THE PROBLEM: Provide again, from the entries below, every line from the one containing "repository 367c837165678d2e" through the one containing "#![cfg_attr(test, allow(clippy::expect_used))]", exactly as written, and no other line.

[DATA SUPPLIED Boundary: Start]

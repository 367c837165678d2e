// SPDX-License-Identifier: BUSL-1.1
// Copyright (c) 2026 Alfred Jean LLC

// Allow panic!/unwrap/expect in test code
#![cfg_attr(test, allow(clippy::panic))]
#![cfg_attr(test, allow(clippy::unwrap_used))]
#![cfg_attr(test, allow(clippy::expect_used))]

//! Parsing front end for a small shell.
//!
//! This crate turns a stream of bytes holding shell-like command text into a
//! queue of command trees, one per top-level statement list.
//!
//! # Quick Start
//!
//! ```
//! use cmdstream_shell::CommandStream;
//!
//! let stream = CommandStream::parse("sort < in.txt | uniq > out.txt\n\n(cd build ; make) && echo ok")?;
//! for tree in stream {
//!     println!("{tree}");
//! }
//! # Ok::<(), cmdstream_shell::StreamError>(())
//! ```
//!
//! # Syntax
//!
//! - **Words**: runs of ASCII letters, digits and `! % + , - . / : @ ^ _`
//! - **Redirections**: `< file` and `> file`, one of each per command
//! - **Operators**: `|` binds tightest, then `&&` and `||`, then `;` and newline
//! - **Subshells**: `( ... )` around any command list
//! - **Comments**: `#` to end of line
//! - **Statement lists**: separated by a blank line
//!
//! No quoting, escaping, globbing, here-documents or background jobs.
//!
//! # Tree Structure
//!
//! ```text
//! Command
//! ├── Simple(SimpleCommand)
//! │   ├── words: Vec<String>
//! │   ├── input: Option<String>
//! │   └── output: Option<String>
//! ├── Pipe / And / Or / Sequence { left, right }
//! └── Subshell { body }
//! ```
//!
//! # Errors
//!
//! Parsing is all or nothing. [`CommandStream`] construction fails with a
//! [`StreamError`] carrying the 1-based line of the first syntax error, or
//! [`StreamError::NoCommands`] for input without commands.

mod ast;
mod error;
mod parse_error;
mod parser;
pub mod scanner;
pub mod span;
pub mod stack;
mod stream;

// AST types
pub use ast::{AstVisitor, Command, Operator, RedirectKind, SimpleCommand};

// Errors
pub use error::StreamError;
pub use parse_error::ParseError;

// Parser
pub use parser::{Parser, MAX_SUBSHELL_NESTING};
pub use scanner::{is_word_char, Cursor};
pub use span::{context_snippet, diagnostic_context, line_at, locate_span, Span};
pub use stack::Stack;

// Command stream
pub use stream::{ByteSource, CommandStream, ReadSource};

[DATA SUPPLIED Boundary: End]
[DATA SUPPLIED Boundary: Start]

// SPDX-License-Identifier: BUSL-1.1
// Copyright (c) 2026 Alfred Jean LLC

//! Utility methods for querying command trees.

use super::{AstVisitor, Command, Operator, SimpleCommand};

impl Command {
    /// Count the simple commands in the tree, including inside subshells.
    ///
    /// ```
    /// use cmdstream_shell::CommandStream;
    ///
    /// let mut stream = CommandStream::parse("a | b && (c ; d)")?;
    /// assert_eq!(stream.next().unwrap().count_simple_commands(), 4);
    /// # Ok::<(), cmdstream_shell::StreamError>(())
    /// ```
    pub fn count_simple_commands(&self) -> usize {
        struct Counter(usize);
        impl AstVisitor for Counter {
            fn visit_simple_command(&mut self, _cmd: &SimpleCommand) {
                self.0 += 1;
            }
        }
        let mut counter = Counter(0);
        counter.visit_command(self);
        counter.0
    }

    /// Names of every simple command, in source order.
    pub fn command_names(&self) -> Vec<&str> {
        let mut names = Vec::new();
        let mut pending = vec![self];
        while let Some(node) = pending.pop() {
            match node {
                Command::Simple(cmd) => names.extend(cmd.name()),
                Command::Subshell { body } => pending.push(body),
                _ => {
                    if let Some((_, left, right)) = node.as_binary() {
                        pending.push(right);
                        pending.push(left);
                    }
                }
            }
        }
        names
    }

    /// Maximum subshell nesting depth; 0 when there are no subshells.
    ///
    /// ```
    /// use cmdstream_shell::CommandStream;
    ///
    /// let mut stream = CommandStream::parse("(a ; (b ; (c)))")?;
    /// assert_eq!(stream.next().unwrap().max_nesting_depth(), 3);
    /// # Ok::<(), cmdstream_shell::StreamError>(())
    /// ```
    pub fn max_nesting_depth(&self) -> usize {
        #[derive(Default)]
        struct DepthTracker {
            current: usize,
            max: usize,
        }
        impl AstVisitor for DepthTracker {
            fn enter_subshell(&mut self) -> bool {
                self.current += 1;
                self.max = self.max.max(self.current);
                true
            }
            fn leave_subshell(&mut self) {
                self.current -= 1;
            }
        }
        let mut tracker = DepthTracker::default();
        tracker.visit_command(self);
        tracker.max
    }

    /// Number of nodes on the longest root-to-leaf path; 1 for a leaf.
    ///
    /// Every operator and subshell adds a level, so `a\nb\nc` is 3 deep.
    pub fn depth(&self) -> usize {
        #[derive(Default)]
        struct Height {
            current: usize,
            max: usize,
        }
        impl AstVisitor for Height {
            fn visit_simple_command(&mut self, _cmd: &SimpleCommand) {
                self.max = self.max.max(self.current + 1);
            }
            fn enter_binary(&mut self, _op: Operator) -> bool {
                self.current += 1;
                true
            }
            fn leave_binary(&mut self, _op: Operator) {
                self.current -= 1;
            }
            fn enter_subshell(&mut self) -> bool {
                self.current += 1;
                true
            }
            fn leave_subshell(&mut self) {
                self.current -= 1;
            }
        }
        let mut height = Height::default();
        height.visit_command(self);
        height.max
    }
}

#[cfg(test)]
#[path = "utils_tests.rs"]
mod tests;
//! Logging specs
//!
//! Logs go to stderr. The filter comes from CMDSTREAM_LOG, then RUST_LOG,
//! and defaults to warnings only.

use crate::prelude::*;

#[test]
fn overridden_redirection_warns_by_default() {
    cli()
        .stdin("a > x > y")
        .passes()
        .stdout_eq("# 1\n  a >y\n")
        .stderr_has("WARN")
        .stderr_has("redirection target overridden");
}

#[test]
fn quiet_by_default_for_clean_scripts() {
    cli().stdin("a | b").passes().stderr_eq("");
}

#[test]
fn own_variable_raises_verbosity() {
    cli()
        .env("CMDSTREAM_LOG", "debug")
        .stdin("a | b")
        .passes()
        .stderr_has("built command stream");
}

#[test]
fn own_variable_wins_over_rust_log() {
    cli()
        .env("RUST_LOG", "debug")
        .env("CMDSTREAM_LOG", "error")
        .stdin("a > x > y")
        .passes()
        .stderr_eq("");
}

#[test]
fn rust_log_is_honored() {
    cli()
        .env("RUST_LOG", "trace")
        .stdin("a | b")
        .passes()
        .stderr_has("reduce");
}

[DATA SUPPLIED Boundary: End]
[DATA SUPPLIED Boundary: Start]

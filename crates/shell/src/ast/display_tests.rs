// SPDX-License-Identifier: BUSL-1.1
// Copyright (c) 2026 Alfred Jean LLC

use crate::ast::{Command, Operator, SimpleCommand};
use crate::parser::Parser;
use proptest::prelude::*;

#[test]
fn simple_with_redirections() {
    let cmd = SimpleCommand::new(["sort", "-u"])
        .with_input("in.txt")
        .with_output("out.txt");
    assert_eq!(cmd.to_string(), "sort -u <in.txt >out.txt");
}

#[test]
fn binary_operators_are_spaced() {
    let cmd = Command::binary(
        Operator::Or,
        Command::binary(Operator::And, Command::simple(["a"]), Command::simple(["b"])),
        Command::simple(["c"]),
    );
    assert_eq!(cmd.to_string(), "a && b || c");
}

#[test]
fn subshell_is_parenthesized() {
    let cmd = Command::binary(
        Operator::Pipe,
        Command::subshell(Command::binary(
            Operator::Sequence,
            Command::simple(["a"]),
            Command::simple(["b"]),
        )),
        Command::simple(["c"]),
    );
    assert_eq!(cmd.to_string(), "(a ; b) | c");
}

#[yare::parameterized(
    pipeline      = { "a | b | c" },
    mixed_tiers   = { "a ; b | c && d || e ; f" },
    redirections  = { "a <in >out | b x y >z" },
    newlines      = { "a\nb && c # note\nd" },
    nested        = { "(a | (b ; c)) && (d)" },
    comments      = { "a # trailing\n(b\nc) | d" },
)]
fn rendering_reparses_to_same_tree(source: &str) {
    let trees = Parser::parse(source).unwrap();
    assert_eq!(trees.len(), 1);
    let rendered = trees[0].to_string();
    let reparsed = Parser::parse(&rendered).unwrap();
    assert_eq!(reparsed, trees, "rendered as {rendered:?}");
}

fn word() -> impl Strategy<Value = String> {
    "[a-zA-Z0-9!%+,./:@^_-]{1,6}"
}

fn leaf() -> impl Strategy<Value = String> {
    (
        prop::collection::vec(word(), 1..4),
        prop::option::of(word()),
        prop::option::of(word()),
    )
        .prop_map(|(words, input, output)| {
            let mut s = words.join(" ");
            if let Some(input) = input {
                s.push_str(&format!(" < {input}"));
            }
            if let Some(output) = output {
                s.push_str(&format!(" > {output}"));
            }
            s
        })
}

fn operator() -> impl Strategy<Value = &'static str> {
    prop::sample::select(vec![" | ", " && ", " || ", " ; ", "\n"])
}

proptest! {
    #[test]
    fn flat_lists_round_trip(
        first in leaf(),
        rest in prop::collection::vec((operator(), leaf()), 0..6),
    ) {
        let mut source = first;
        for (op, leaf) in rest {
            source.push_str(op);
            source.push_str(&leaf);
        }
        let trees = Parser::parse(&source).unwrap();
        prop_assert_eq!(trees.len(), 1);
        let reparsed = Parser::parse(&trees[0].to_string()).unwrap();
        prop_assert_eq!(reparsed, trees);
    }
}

[DATA SUPPLIED Boundary: End]

EXERCISE ANSWER:
repository 367c837165678d2e
// SPDX-License-Identifier: BUSL-1.1
// Copyright (c) 2026 Alfred Jean LLC

// Allow panic!/unwrap/expect in test code
#![cfg_attr(test, allow(clippy::panic))]
#![cfg_attr(test, allow(clippy::unwrap_used))]
#![cfg_attr(test, allow(clippy::expect_used))]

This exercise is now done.